The task:
In the listing below, start your output at the line with "pub mod testing;" and end it after the line with "pub struct ContextId(pub u64);", copying every line exactly.
'''
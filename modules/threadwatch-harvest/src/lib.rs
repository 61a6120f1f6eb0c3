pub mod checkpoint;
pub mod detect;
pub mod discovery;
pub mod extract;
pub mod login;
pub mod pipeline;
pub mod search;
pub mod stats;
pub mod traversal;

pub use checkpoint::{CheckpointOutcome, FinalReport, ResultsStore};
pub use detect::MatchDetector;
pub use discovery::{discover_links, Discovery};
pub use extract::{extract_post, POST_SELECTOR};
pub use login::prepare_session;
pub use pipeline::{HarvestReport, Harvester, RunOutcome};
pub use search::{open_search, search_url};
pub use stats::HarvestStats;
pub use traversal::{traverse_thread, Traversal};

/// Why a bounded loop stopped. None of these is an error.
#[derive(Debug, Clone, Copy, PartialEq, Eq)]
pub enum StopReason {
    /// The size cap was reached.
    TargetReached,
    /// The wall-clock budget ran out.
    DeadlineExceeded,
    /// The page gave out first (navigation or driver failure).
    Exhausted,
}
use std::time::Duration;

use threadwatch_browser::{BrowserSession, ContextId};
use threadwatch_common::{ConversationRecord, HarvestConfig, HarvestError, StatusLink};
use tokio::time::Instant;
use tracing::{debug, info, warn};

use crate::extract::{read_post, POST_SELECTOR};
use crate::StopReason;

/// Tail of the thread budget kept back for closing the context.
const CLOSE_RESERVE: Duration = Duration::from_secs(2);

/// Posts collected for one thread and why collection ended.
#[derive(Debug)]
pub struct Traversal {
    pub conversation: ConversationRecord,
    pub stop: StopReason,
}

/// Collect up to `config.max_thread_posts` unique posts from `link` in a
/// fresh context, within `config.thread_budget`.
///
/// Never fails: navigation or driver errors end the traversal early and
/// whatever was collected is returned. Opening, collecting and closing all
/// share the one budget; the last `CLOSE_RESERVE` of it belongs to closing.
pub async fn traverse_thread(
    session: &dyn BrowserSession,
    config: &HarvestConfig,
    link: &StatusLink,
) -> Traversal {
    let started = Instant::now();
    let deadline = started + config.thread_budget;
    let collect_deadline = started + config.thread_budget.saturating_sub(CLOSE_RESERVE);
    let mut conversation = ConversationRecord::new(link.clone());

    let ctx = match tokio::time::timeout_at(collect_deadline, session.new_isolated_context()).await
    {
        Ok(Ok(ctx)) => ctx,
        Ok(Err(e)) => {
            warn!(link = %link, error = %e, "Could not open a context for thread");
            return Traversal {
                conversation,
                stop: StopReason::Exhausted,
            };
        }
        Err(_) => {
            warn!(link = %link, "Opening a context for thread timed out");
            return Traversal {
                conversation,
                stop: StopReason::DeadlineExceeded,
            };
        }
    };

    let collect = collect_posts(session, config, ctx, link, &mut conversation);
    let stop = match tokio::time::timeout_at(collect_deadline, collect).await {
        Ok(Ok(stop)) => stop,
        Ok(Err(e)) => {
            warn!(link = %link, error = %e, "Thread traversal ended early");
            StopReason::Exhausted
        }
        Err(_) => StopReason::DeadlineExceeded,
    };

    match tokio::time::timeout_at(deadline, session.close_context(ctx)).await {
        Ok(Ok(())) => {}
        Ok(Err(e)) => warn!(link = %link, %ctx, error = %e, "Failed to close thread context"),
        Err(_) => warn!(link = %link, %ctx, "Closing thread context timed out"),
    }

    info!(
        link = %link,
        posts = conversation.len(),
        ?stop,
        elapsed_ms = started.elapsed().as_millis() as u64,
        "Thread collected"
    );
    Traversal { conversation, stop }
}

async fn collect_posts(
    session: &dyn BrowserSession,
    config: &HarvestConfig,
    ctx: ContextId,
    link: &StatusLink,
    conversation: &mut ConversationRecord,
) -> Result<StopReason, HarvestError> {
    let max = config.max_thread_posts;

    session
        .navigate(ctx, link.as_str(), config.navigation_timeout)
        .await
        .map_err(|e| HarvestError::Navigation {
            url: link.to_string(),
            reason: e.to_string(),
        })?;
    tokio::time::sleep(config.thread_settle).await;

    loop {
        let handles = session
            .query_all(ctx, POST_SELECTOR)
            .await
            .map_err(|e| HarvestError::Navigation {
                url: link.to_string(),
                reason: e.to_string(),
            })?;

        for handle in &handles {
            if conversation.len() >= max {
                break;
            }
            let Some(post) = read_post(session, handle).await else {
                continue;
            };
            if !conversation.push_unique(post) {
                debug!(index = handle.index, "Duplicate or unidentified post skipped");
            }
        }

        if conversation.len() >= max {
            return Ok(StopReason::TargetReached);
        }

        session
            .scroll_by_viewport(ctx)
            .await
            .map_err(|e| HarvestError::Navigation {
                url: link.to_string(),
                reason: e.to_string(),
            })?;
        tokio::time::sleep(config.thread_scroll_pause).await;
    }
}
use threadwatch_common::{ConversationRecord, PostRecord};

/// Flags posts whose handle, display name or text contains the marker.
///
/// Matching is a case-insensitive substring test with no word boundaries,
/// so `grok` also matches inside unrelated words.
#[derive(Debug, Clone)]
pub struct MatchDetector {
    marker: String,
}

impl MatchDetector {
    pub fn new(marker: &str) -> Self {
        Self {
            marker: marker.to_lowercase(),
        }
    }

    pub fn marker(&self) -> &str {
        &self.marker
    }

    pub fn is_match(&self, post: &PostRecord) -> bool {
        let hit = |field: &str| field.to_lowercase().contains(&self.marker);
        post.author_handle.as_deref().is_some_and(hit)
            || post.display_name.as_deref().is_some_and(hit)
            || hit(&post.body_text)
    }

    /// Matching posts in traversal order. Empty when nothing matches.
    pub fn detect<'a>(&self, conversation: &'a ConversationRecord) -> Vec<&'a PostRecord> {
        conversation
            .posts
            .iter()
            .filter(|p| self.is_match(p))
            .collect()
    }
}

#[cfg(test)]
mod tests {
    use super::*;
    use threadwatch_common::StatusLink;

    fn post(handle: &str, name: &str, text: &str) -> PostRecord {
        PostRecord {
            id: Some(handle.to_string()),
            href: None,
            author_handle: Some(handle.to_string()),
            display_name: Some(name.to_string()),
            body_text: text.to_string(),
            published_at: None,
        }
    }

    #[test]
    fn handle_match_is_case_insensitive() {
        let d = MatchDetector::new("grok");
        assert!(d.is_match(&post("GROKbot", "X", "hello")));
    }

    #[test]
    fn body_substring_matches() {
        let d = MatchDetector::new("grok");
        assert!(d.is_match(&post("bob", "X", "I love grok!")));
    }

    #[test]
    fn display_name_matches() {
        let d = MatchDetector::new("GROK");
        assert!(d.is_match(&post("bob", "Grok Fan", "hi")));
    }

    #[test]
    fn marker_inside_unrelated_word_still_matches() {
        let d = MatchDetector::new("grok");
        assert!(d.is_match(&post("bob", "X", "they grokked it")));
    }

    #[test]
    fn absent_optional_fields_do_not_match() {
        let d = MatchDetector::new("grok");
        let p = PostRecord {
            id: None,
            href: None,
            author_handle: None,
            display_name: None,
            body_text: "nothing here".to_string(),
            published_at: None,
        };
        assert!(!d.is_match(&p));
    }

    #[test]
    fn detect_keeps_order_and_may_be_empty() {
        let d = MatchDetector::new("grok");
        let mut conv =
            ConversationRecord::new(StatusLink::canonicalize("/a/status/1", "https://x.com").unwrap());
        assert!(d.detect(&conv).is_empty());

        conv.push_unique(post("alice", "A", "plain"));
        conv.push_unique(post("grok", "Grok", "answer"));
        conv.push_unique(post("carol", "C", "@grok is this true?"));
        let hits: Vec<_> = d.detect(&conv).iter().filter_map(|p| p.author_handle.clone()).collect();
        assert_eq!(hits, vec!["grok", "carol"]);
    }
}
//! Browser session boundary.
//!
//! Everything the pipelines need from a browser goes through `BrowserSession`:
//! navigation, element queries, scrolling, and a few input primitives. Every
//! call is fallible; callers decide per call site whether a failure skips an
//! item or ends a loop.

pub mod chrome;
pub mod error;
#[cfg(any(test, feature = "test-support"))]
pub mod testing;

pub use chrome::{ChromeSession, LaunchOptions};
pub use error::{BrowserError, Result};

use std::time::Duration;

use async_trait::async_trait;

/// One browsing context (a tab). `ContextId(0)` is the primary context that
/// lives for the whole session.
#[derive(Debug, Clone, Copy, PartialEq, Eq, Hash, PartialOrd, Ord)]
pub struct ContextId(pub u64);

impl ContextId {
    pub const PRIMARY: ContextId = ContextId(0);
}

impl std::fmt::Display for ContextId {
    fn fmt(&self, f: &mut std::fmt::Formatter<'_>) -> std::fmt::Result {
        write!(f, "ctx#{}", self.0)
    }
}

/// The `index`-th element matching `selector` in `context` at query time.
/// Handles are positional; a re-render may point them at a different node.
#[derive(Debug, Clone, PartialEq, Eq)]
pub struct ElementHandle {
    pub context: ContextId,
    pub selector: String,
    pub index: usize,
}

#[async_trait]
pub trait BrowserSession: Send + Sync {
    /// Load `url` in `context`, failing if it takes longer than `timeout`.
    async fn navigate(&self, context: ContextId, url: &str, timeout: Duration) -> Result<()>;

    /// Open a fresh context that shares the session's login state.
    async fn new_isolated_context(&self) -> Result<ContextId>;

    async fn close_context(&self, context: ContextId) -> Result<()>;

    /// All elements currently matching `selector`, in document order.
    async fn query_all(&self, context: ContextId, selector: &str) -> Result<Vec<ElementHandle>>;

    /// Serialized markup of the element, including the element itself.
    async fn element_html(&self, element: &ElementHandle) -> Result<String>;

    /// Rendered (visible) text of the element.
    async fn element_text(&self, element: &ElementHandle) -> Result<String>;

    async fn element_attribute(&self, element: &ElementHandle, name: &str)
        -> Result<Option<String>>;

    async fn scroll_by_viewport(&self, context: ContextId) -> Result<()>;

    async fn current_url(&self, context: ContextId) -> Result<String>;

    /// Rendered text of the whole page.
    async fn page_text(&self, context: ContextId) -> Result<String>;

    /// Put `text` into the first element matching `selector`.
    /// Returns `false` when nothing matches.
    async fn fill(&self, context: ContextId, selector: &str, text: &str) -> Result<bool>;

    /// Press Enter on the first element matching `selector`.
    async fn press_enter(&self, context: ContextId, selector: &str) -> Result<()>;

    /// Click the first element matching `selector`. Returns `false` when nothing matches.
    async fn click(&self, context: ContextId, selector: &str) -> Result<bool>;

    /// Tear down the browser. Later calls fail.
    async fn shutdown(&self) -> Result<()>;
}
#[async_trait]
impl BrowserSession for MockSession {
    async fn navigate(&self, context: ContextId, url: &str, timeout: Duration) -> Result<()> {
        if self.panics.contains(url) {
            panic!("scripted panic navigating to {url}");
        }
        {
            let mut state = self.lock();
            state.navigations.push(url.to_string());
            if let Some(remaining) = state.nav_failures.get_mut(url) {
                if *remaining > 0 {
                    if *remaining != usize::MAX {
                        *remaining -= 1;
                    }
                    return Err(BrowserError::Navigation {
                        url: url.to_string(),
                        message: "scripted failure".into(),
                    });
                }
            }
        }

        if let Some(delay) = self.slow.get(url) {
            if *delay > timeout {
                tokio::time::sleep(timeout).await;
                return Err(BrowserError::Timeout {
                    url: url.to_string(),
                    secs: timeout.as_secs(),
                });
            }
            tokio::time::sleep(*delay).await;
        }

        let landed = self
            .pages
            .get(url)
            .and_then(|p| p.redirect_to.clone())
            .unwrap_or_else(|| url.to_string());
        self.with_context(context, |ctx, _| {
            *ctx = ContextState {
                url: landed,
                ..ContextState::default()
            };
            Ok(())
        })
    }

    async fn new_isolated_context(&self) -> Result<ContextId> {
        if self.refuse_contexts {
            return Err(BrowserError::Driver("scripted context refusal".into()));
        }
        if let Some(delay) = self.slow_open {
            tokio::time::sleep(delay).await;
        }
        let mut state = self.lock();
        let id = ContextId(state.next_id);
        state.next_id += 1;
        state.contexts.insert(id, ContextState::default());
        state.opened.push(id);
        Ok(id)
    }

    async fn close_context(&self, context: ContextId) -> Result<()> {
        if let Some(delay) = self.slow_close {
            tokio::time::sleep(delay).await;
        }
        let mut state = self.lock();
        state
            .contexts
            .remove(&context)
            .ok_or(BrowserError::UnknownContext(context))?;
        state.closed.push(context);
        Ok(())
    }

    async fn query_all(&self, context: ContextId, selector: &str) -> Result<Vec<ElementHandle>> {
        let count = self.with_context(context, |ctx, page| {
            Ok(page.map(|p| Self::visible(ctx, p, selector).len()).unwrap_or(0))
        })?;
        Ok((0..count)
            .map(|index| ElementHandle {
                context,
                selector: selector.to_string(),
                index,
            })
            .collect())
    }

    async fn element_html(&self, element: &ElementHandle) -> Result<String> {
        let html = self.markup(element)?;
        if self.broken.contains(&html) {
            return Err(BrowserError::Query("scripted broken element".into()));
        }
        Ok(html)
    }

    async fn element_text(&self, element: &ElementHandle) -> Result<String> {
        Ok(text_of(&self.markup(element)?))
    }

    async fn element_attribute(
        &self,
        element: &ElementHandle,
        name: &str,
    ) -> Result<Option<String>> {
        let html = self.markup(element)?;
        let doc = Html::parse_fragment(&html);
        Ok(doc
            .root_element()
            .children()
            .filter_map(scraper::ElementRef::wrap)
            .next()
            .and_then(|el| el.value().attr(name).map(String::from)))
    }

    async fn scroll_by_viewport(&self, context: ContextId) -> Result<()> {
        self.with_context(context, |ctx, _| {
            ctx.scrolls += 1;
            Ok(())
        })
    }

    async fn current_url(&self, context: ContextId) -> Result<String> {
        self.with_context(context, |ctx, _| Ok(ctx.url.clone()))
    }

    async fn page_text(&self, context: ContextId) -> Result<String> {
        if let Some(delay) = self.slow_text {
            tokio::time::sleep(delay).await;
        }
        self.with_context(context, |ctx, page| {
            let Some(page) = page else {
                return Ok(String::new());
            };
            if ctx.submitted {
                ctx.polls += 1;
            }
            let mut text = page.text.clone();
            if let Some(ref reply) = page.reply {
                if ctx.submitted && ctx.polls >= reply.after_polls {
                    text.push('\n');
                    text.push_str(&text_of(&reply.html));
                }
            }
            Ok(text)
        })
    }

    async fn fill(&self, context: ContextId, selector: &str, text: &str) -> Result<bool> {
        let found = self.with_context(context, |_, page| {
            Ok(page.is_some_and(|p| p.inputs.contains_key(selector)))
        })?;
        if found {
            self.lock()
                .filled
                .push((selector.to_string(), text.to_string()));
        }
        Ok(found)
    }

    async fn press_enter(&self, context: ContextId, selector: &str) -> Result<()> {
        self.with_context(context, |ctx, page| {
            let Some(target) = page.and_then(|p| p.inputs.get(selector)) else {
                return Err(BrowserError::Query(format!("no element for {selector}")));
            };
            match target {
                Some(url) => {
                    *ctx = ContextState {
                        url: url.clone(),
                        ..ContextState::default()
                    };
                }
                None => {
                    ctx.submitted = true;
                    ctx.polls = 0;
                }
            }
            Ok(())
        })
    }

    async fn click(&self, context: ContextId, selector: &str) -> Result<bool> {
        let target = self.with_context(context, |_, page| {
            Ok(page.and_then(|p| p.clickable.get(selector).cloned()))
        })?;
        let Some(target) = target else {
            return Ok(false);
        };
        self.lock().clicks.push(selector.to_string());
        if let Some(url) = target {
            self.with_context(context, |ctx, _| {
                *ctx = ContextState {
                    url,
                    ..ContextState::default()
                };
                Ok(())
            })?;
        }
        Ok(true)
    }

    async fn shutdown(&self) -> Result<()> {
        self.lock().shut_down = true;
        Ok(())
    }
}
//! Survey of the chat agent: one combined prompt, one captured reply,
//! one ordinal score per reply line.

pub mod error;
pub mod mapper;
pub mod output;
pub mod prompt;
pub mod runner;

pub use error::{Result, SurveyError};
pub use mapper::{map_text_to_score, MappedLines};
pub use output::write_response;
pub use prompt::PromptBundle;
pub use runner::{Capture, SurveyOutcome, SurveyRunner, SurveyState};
'''
Task output:
pub mod testing;

pub use chrome::{ChromeSession, LaunchOptions};
pub use error::{BrowserError, Result};

use std::time::Duration;

use async_trait::async_trait;

/// One browsing context (a tab). `ContextId(0)` is the primary context that
/// lives for the whole session.
#[derive(Debug, Clone, Copy, PartialEq, Eq, Hash, PartialOrd, Ord)]
pub struct ContextId(pub u64);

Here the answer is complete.